(Dataset entries)

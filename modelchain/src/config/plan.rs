//! The validated stage sequence consumed by the orchestrator.

use crate::core::{StageDefinition, StageRole};
use crate::errors::TopologyError;

/// The four mandatory stages in order, plus an optional quality stage.
#[derive(Debug, Clone, PartialEq)]
pub struct ChainPlan {
    stages: Vec<StageDefinition>,
    quality: Option<StageDefinition>,
}

impl ChainPlan {
    /// Builds a plan from configured stage definitions.
    ///
    /// The definitions must list `ideas`, `outline`, `draft` and `final`
    /// exactly once and in that order, optionally followed by one `quality`
    /// stage. The quality stage is dropped when `quality_check` is false.
    ///
    /// # Errors
    ///
    /// Returns [`TopologyError`] if the definitions describe any other
    /// sequence.
    pub fn from_definitions(
        definitions: &[StageDefinition],
        quality_check: bool,
    ) -> Result<Self, TopologyError> {
        let roles: Vec<StageRole> = definitions.iter().map(|d| d.role).collect();

        let (mandatory, rest) = definitions.split_at(definitions.len().min(StageRole::MANDATORY.len()));
        let mandatory_roles: Vec<StageRole> = mandatory.iter().map(|d| d.role).collect();
        if mandatory_roles != StageRole::MANDATORY {
            return Err(TopologyError::new(
                "stages must be ideas, outline, draft and final in that order",
            )
            .with_stages(roles));
        }

        let quality = match rest {
            [] => None,
            [stage] if stage.role.is_quality() => Some(stage.clone()),
            _ => {
                return Err(TopologyError::new(
                    "only a single quality stage may follow the final stage",
                )
                .with_stages(roles));
            }
        };

        for definition in definitions {
            if definition.model.trim().is_empty() {
                return Err(TopologyError::new(format!(
                    "stage '{}' has no model",
                    definition.role
                ))
                .with_stages(vec![definition.role]));
            }
        }

        Ok(Self {
            stages: mandatory.to_vec(),
            quality: quality.filter(|_| quality_check),
        })
    }

    /// Returns the mandatory stages in execution order.
    #[must_use]
    pub fn mandatory(&self) -> &[StageDefinition] {
        &self.stages
    }

    /// Returns the quality stage, if enabled.
    #[must_use]
    pub fn quality(&self) -> Option<&StageDefinition> {
        self.quality.as_ref()
    }

    /// Iterates every stage that will run, in order.
    pub fn iter(&self) -> impl Iterator<Item = &StageDefinition> {
        self.stages.iter().chain(self.quality.iter())
    }

    /// Returns the definition for a role.
    #[must_use]
    pub fn stage(&self, role: StageRole) -> Option<&StageDefinition> {
        self.iter().find(|d| d.role == role)
    }

    /// Returns the number of stages that will run.
    #[must_use]
    pub fn len(&self) -> usize {
        self.stages.len() + usize::from(self.quality.is_some())
    }

    /// Always false; a valid plan has at least the mandatory stages.
    #[must_use]
    pub fn is_empty(&self) -> bool {
        false
    }
}

#[cfg(test)]
mod tests {
    use super::*;
    use crate::config::default_stages;

    #[test]
    fn test_default_plan() {
        let plan = ChainPlan::from_definitions(&default_stages(), true).unwrap();
        assert_eq!(plan.len(), 5);
        assert_eq!(plan.mandatory().len(), 4);
        assert_eq!(plan.quality().unwrap().role, StageRole::Quality);
    }

    #[test]
    fn test_quality_disabled() {
        let plan = ChainPlan::from_definitions(&default_stages(), false).unwrap();
        assert_eq!(plan.len(), 4);
        assert!(plan.quality().is_none());
        assert!(plan.stage(StageRole::Quality).is_none());
    }

    #[test]
    fn test_plan_without_quality_definition() {
        let stages = &default_stages()[..4];
        let plan = ChainPlan::from_definitions(stages, true).unwrap();
        assert!(plan.quality().is_none());
    }

    #[test]
    fn test_out_of_order_rejected() {
        let mut stages = default_stages();
        stages.swap(1, 2);

        let err = ChainPlan::from_definitions(&stages, true).unwrap_err();
        assert!(err.message.contains("in that order"));
        assert_eq!(err.stages[1], StageRole::Draft);
    }

    #[test]
    fn test_missing_stage_rejected() {
        let stages: Vec<_> = default_stages()
            .into_iter()
            .filter(|s| s.role != StageRole::Draft)
            .collect();
        assert!(ChainPlan::from_definitions(&stages, true).is_err());
    }

    #[test]
    fn test_trailing_non_quality_rejected() {
        let mut stages = default_stages();
        stages.push(stages[0].clone());
        assert!(ChainPlan::from_definitions(&stages, true).is_err());
    }

    #[test]
    fn test_blank_model_rejected() {
        let mut stages = default_stages();
        stages[2].model = "  ".to_string();

        let err = ChainPlan::from_definitions(&stages, true).unwrap_err();
        assert_eq!(err.stages, vec![StageRole::Draft]);
    }
}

What this task involves: Return all of the data precisely as it appears.

Answer box:
filename modelchain/src/config/plan.rs
//! The validated stage sequence consumed by the orchestrator.

use crate::core::{StageDefinition, StageRole};
use crate::errors::TopologyError;

/// The four mandatory stages in order, plus an optional quality stage.
#[derive(Debug, Clone, PartialEq)]
pub struct ChainPlan {
    stages: Vec<StageDefinition>,
    quality: Option<StageDefinition>,
}

impl ChainPlan {
    /// Builds a plan from configured stage definitions.
    ///
    /// The definitions must list `ideas`, `outline`, `draft` and `final`
    /// exactly once and in that order, optionally followed by one `quality`
    /// stage. The quality stage is dropped when `quality_check` is false.
    ///
    /// # Errors
    ///
    /// Returns [`TopologyError`] if the definitions describe any other
    /// sequence.
    pub fn from_definitions(
        definitions: &[StageDefinition],
        quality_check: bool,
    ) -> Result<Self, TopologyError> {
        let roles: Vec<StageRole> = definitions.iter().map(|d| d.role).collect();

        let (mandatory, rest) = definitions.split_at(definitions.len().min(StageRole::MANDATORY.len()));
        let mandatory_roles: Vec<StageRole> = mandatory.iter().map(|d| d.role).collect();
        if mandatory_roles != StageRole::MANDATORY {
            return Err(TopologyError::new(
                "stages must be ideas, outline, draft and final in that order",
            )
            .with_stages(roles));
        }

        let quality = match rest {
            [] => None,
            [stage] if stage.role.is_quality() => Some(stage.clone()),
            _ => {
                return Err(TopologyError::new(
                    "only a single quality stage may follow the final stage",
                )
                .with_stages(roles));
            }
        };

        for definition in definitions {
            if definition.model.trim().is_empty() {
                return Err(TopologyError::new(format!(
                    "stage '{}' has no model",
                    definition.role
                ))
                .with_stages(vec![definition.role]));
            }
        }

        Ok(Self {
            stages: mandatory.to_vec(),
            quality: quality.filter(|_| quality_check),
        })
    }

    /// Returns the mandatory stages in execution order.
    #[must_use]
    pub fn mandatory(&self) -> &[StageDefinition] {
        &self.stages
    }

    /// Returns the quality stage, if enabled.
    #[must_use]
    pub fn quality(&self) -> Option<&StageDefinition> {
        self.quality.as_ref()
    }

    /// Iterates every stage that will run, in order.
    pub fn iter(&self) -> impl Iterator<Item = &StageDefinition> {
        self.stages.iter().chain(self.quality.iter())
    }

    /// Returns the definition for a role.
    #[must_use]
    pub fn stage(&self, role: StageRole) -> Option<&StageDefinition> {
        self.iter().find(|d| d.role == role)
    }

    /// Returns the number of stages that will run.
    #[must_use]
    pub fn len(&self) -> usize {
        self.stages.len() + usize::from(self.quality.is_some())
    }

    /// Always false; a valid plan has at least the mandatory stages.
    #[must_use]
    pub fn is_empty(&self) -> bool {
        false
    }
}

#[cfg(test)]
mod tests {
    use super::*;
    use crate::config::default_stages;

    #[test]
    fn test_default_plan() {
        let plan = ChainPlan::from_definitions(&default_stages(), true).unwrap();
        assert_eq!(plan.len(), 5);
        assert_eq!(plan.mandatory().len(), 4);
        assert_eq!(plan.quality().unwrap().role, StageRole::Quality);
    }

    #[test]
    fn test_quality_disabled() {
        let plan = ChainPlan::from_definitions(&default_stages(), false).unwrap();
        assert_eq!(plan.len(), 4);
        assert!(plan.quality().is_none());
        assert!(plan.stage(StageRole::Quality).is_none());
    }

    #[test]
    fn test_plan_without_quality_definition() {
        let stages = &default_stages()[..4];
        let plan = ChainPlan::from_definitions(stages, true).unwrap();
        assert!(plan.quality().is_none());
    }

    #[test]
    fn test_out_of_order_rejected() {
        let mut stages = default_stages();
        stages.swap(1, 2);

        let err = ChainPlan::from_definitions(&stages, true).unwrap_err();
        assert!(err.message.contains("in that order"));
        assert_eq!(err.stages[1], StageRole::Draft);
    }

    #[test]
    fn test_missing_stage_rejected() {
        let stages: Vec<_> = default_stages()
            .into_iter()
            .filter(|s| s.role != StageRole::Draft)
            .collect();
        assert!(ChainPlan::from_definitions(&stages, true).is_err());
    }

    #[test]
    fn test_trailing_non_quality_rejected() {
        let mut stages = default_stages();
        stages.push(stages[0].clone());
        assert!(ChainPlan::from_definitions(&stages, true).is_err());
    }

    #[test]
    fn test_blank_model_rejected() {
        let mut stages = default_stages();
        stages[2].model = "  ".to_string();

        let err = ChainPlan::from_definitions(&stages, true).unwrap_err();
        assert_eq!(err.stages, vec![StageRole::Draft]);
    }
}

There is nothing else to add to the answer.